“I never wanted to be famous. I just became a Kennedy.”
Who lives, who dies, who tells your story?” is one of the many powerful lines from the popular Broadway musical Hamilton, and it’s the type of question that also hangs over Pablo Larraín’s haunting, hypnotic Jackie. In the days following the assassination of President John F. Kennedy, his widow takes control of her husband’s legacy. As an ambulance drives the slain president’s body to the autopsy, the First Lady asks the driver: “Do you know who James A. Garfield was? How about William McKinley? What did they do?” The driver doesn’t know, and Jackie informs him that they were both presidents assassinated while in office. “How about Abraham Lincoln?” Jackie asks. The driver obviously knows who Lincoln was. Mrs. Kennedy then requests several books on Lincoln’s funeral procession. Her husband was, in her estimation, a great man. And, like Lincoln, he deserves a great funeral.
Natalie Portman plays Jacqueline Kennedy and delivers, without question, the best performance of her career. Adopting Mrs. Kennedy’s breathy voice and socialite accent, Ms. Portman dissolves into the role. She occupies almost every frame of Larraín’s film, and we are captivated every step of the way. Jackie is not a biopic, but rather a glimpse into a few terrible days in Jackie Kennedy’s life; days filled with many questions and few answers; days where she washes her husband’s blood from her hair and sets about enshrining the man’s growing legend.
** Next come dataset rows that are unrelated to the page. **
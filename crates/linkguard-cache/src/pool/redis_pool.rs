//! Redis connection pool using deadpool-redis.
//!
//! Provides a managed pool of Redis connections for efficient resource usage.

use deadpool_redis::{Config, Pool, Runtime};
use linkguard_core::error::DomainError;
use redis::AsyncCommands;
use std::time::Duration;

/// Redis pool configuration
#[derive(Debug, Clone)]
pub struct RedisPoolConfig {
    /// Redis connection URL (e.g., `redis://localhost:6379`)
    pub url: String,
    /// Maximum number of connections in the pool
    pub max_connections: usize,
}

impl Default for RedisPoolConfig {
    fn default() -> Self {
        Self {
            url: "redis://127.0.0.1:6379".to_string(),
            max_connections: 16,
        }
    }
}

impl From<&linkguard_common::RedisConfig> for RedisPoolConfig {
    fn from(config: &linkguard_common::RedisConfig) -> Self {
        Self {
            url: config.url.clone(),
            max_connections: config.max_connections as usize,
        }
    }
}

/// Error type for Redis pool operations
#[derive(Debug, thiserror::Error)]
pub enum RedisPoolError {
    #[error("Failed to create Redis pool: {0}")]
    CreatePool(String),

    #[error("Failed to get connection from pool: {0}")]
    GetConnection(#[from] deadpool_redis::PoolError),

    #[error("Redis command error: {0}")]
    Redis(#[from] redis::RedisError),
}

/// Result type for Redis pool operations
pub type RedisResult<T> = Result<T, RedisPoolError>;

impl From<RedisPoolError> for DomainError {
    fn from(e: RedisPoolError) -> Self {
        DomainError::CacheError(e.to_string())
    }
}

/// Whole seconds for a Redis TTL, never below one
pub(crate) fn ttl_seconds(ttl: Duration) -> u64 {
    ttl.as_secs().max(1)
}

/// Managed Redis connection pool
#[derive(Clone)]
pub struct RedisPool {
    pool: Pool,
}

impl std::fmt::Debug for RedisPool {
    fn fmt(&self, f: &mut std::fmt::Formatter<'_>) -> std::fmt::Result {
        f.debug_struct("RedisPool")
            .field("status", &self.pool.status())
            .finish()
    }
}

impl RedisPool {
    /// Create a new Redis pool with the given configuration
    pub fn new(config: RedisPoolConfig) -> RedisResult<Self> {
        let cfg = Config::from_url(&config.url);
        let pool = cfg
            .builder()
            .map_err(|e| RedisPoolError::CreatePool(e.to_string()))?
            .max_size(config.max_connections)
            .runtime(Runtime::Tokio1)
            .build()
            .map_err(|e| RedisPoolError::CreatePool(e.to_string()))?;

        // Redact credentials from URL for logging
        let safe_url = config.url.split('@').next_back().unwrap_or(&config.url);
        tracing::info!(
            url = %safe_url,
            max_connections = config.max_connections,
            "Redis pool created"
        );

        Ok(Self { pool })
    }

    /// Get a connection from the pool
    pub async fn get(&self) -> RedisResult<deadpool_redis::Connection> {
        self.pool.get().await.map_err(RedisPoolError::GetConnection)
    }

    /// Check if the pool is healthy by pinging Redis
    pub async fn health_check(&self) -> RedisResult<()> {
        let mut conn = self.get().await?;
        redis::cmd("PING")
            .query_async::<String>(&mut conn)
            .await?;
        Ok(())
    }

    /// Set a marker key that expires after `ttl`
    pub async fn set_marker(&self, key: &str, ttl: Duration) -> RedisResult<()> {
        let mut conn = self.get().await?;
        conn.set_ex::<_, _, ()>(key, 1, ttl_seconds(ttl)).await?;
        Ok(())
    }

    /// Check if a key exists
    pub async fn exists(&self, key: &str) -> RedisResult<bool> {
        let mut conn = self.get().await?;
        let exists: bool = conn.exists(key).await?;
        Ok(exists)
    }

    /// Delete multiple keys
    pub async fn delete_many(&self, keys: &[&str]) -> RedisResult<i32> {
        if keys.is_empty() {
            return Ok(0);
        }
        let mut conn = self.get().await?;
        let deleted: i32 = conn.del(keys).await?;
        Ok(deleted)
    }
}
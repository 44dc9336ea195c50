//! Domain entities - core business objects

mod channel_config;
mod ephemeral;
mod role;

pub use channel_config::{
    normalize_channel_name, AllowEntry, ChannelConfig, REPLY_DEFAULT, REPLY_OFF, USER_PLACEHOLDER,
};
pub use ephemeral::{Cooldown, Permit, COOLDOWN_DURATION, PERMIT_DURATION};
pub use role::Role;
//! Ephemeral records - cache-only permits and cooldowns

use std::time::Duration;

use super::channel_config::normalize_channel_name;

/// Default permit lifetime (5 minutes)
pub const PERMIT_DURATION: Duration = Duration::from_secs(300);

/// Default cooldown lifetime (5 minutes)
pub const COOLDOWN_DURATION: Duration = Duration::from_secs(300);

/// Time-bounded link-check bypass for one user in one channel
#[derive(Debug, Clone, PartialEq, Eq, Hash)]
pub struct Permit {
    pub channel: String,
    pub user: String,
}

impl Permit {
    /// Create a permit. A leading `@` on the user is dropped.
    pub fn new(channel: &str, user: &str) -> Self {
        Self {
            channel: normalize_channel_name(channel),
            user: user.trim().trim_start_matches('@').to_lowercase(),
        }
    }
}

/// Time-bounded suppression of outbound sends to a channel
#[derive(Debug, Clone, PartialEq, Eq, Hash)]
pub struct Cooldown {
    pub channel: String,
}

impl Cooldown {
    pub fn new(channel: &str) -> Self {
        Self {
            channel: normalize_channel_name(channel),
        }
    }
}

#[cfg(test)]
mod tests {
    use super::*;

    #[test]
    fn test_permit_normalizes_identity() {
        let permit = Permit::new("#Chan", "@SomeUser");
        assert_eq!(permit.channel, "chan");
        assert_eq!(permit.user, "someuser");
        assert_eq!(permit, Permit::new("chan", "someuser"));
    }

    #[test]
    fn test_cooldown_normalizes_channel() {
        assert_eq!(Cooldown::new("#Chan").channel, "chan");
    }
}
Noah Oppenheim’s script jumps in and out of moments: the 1962 “Tour of the White House” that Mrs. Kennedy filmed for television; a party and music recital thrown at the White House; the day of and the immediate aftermath following the assassination; and later, at a cold, empty mansion in Hyannis Port, where Jackie gives a guarded interview to a probing Journalist (Billy Crudup). The Journalist wants a minute-by-minute account of the assassination; he wants, he assures Mrs. Kennedy, the truth. But what he’s getting is Jackie’s version of a truth. She chain smokes through the interview, but when the Journalist hints at mentioning her smoking in his article Jackie is quick to correct him: “I don’t smoke.”
The narrative plays out as a series of conversations: Jackie talks with her brother-in-law Bobby (Peter Sarsgaard), who laments how ineffective the Kennedy presidency has been rendered by his brother’s death; she talks with her longtime friend and aide Nancy Tuckerman (Greta Gerwig) about where she goes from here; she talks with a Priest (John Hurt) about the cruel nature of God. Through it all, Larraín and editor Sebastián Sepúlveda never let the audience become situated. Recalling Sarah Flack’s editing of Steven Soderbergh’s The Limey, the scenery the characters inhabit and the positions they stand it jump and change. It creates a sense of urgent, uncomfortable movement — Jackie plowing ahead, worried that time is against her; as if the more time passes following her husband’s death, the greater the chance he’ll go the way of Garfield and McKinley and be forgotten.
Stéphane Fontaine’s cinematography is crisp, fluctuating from bright and beautiful to cold and eerie — from the Kennedy’s arriving in Dallas awash in brilliant sunlight to Jackie staggering through foggy Arlington Cemetery, searching for the perfect spot for her husband’s grave. Under it all is Mica Levi’s intense score, sonically tuned to induce anxiety and pathos in equal measure. All of these elements — the strong across-the-board supporting cast, the breathtaking cinematography, the unsettling soundtrack — are significant, but this is Portman’s film through and through. The actress has never been so unmoored before, even in her impressive Black Swan role. Ms. Portman has long been a marvelous actress, but under every performance there was always the indication that it was still Portman up on the screen. Not so with Jackie. It’s the type of performance that will not simply be admired, but also dissected and studied for years to come. With this film, Portman transcends herself, embodying not so much the real Jackie Kennedy but rather the public’s perception of the famous First Lady.
Perception, and myth making, are at the heart of Jackie. So much media about the Kennedy’s is centered on conspiracy theories, or scandal. This film has no use for that — it strips away the lore and gets to the humanity underneath: the Kennedy’s dancing at the White House like the young couple they were; Jackie sobbing and clearing the blood off her face on Air Force One. Then once it tears down all the myth making, Jackie herself builds it back up. “People like to believe in fairy tales,” she says. And then she lights a cigarette; the kind of cigarette she doesn’t smoke.